→ **Aim of the task**
For each line of the data that includes the word "CategoryCount", copy the line.

→ **Dataset records**

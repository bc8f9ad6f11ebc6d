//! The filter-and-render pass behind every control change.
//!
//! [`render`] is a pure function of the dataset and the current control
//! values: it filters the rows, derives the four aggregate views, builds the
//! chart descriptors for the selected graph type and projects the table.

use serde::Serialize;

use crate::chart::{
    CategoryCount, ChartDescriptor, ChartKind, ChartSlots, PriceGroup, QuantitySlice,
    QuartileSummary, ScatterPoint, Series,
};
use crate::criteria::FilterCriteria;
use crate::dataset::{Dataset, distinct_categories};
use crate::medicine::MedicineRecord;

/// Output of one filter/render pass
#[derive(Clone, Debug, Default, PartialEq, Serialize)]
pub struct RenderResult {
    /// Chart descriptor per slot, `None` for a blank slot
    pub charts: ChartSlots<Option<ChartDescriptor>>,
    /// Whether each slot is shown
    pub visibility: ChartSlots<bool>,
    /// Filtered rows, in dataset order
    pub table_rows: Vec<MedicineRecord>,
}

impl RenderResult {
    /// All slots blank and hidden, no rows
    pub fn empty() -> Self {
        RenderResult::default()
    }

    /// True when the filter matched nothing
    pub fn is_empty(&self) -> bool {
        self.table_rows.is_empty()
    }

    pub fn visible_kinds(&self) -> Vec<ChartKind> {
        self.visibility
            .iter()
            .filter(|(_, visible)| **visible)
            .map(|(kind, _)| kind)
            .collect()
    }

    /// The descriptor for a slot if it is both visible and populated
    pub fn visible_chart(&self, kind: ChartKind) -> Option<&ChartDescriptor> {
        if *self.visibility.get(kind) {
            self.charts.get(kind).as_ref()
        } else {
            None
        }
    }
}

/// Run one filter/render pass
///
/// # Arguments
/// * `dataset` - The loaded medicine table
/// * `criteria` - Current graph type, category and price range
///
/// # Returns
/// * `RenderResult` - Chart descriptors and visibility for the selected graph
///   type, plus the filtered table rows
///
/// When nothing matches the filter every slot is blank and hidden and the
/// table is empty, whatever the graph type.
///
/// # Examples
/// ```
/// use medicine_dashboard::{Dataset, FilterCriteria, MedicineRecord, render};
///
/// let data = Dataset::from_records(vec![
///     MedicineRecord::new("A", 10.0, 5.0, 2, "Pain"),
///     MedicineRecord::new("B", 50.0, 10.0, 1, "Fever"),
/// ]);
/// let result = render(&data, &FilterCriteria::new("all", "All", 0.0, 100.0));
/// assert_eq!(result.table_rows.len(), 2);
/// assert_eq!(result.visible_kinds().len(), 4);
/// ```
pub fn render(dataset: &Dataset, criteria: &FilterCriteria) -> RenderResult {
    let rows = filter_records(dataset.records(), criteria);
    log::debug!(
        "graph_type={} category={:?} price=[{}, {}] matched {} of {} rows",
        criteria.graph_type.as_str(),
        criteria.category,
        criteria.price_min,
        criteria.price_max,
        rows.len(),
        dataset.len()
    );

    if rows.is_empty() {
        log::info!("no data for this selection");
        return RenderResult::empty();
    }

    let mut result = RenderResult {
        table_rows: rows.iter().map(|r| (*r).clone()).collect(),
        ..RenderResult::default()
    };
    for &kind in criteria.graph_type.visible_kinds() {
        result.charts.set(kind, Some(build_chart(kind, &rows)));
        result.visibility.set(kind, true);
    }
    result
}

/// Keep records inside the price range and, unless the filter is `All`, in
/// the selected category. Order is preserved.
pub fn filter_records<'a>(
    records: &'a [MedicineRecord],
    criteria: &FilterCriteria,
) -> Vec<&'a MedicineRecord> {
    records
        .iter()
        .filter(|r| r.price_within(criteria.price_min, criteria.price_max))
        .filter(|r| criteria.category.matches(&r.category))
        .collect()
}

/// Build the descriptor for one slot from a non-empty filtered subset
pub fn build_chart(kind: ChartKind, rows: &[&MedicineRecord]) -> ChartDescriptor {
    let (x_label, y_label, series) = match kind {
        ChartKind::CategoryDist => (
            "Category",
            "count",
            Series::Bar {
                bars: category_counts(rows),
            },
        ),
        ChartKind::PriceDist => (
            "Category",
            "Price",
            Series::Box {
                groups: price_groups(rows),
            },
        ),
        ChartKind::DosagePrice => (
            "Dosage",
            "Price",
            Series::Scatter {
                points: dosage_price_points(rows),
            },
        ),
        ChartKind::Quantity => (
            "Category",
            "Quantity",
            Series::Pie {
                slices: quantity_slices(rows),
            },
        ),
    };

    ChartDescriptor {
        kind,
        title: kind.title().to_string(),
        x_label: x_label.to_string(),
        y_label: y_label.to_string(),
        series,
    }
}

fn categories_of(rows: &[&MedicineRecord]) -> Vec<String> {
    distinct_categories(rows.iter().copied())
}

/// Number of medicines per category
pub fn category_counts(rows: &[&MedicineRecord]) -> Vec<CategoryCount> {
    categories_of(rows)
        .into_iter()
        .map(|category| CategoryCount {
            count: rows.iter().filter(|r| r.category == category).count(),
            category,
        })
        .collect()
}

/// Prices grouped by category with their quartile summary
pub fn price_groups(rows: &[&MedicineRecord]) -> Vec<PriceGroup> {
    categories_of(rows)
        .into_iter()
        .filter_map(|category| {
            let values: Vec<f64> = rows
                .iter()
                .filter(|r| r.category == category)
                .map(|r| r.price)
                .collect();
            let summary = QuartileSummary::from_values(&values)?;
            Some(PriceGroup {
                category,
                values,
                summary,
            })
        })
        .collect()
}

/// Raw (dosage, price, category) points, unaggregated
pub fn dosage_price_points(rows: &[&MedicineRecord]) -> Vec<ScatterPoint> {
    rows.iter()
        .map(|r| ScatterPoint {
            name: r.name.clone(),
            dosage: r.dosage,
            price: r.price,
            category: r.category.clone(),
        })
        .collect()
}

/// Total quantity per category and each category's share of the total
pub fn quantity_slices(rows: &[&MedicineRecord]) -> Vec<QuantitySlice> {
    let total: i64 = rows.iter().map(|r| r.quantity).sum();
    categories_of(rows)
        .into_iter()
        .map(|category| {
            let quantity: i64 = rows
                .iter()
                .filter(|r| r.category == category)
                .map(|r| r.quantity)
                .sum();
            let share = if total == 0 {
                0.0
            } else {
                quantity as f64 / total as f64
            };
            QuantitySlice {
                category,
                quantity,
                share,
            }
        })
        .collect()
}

---

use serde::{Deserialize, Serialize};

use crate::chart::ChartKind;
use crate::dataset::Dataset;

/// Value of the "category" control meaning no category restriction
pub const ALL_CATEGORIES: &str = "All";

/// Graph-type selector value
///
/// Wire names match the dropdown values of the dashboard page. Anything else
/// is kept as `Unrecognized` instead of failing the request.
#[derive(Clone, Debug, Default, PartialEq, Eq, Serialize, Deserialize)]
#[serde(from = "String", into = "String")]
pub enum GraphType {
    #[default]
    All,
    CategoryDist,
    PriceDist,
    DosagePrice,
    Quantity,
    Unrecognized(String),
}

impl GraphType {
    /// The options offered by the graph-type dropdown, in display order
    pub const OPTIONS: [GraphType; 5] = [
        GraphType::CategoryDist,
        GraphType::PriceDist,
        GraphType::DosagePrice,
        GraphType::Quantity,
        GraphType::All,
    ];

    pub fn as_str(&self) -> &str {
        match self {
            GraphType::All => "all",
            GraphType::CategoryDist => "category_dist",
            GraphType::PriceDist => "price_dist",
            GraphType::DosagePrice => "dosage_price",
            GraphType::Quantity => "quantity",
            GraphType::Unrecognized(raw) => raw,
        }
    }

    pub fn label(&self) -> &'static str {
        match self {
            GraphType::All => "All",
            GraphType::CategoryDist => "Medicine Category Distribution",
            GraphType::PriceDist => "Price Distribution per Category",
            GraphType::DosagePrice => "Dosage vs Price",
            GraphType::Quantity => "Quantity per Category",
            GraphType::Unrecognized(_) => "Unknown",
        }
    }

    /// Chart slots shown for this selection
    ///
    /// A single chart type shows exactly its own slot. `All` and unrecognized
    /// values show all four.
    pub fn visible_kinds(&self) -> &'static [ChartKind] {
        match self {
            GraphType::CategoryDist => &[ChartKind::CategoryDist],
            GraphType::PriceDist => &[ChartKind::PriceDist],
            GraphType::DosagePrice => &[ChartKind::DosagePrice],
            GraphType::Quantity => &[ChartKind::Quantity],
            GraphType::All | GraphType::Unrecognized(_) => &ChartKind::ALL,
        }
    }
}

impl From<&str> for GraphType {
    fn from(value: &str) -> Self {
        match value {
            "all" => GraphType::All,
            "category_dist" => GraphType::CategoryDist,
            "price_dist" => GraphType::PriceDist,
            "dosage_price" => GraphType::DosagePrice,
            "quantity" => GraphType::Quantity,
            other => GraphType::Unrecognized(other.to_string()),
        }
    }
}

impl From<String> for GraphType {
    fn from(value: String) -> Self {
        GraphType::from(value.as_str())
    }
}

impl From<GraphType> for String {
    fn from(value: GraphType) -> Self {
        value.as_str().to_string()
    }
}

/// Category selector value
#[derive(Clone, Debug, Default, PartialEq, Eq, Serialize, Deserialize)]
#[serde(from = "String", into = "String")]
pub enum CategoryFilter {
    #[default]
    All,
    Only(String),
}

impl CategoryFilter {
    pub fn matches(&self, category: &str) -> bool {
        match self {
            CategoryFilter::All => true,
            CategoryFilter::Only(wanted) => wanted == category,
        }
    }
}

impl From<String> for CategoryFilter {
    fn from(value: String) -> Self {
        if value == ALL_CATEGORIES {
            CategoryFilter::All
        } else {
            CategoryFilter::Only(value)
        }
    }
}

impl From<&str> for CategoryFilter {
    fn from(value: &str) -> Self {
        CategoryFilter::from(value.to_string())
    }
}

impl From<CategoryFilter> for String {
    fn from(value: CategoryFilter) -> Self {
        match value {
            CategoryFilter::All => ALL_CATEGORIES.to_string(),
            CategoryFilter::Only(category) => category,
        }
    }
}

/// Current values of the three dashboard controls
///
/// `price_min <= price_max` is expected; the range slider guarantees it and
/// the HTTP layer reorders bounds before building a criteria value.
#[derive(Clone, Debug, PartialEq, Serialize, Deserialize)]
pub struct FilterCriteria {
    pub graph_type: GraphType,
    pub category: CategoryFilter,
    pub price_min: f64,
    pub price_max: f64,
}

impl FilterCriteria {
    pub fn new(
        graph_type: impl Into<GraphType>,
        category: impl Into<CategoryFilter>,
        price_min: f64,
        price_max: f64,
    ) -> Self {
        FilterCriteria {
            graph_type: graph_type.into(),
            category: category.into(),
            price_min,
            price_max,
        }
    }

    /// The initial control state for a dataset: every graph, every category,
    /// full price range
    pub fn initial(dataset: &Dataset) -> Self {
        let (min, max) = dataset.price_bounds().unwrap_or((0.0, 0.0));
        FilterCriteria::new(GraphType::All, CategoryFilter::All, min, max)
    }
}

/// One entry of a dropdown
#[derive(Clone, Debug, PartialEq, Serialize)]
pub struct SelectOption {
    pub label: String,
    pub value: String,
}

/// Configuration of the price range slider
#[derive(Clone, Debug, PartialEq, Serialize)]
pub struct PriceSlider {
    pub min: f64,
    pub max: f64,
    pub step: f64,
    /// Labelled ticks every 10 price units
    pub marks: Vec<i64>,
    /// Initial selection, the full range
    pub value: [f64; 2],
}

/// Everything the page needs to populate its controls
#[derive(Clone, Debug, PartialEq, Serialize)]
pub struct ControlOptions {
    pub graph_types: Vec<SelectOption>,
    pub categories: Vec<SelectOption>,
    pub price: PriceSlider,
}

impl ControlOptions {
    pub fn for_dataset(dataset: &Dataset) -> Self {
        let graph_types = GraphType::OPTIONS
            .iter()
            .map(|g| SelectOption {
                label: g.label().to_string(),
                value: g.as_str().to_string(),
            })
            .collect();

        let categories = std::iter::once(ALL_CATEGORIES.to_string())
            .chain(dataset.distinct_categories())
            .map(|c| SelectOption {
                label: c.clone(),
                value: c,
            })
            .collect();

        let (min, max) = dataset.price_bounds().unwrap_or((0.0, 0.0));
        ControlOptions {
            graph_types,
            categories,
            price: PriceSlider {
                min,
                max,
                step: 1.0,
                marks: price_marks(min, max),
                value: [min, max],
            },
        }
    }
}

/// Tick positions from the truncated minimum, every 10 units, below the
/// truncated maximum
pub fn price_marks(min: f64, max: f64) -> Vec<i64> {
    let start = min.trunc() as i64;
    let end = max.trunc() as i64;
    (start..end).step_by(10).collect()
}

→ **Result of this exercise**
    CategoryCount, ChartDescriptor, ChartKind, ChartSlots, PriceGroup, QuantitySlice,
pub fn category_counts(rows: &[&MedicineRecord]) -> Vec<CategoryCount> {
        .map(|category| CategoryCount {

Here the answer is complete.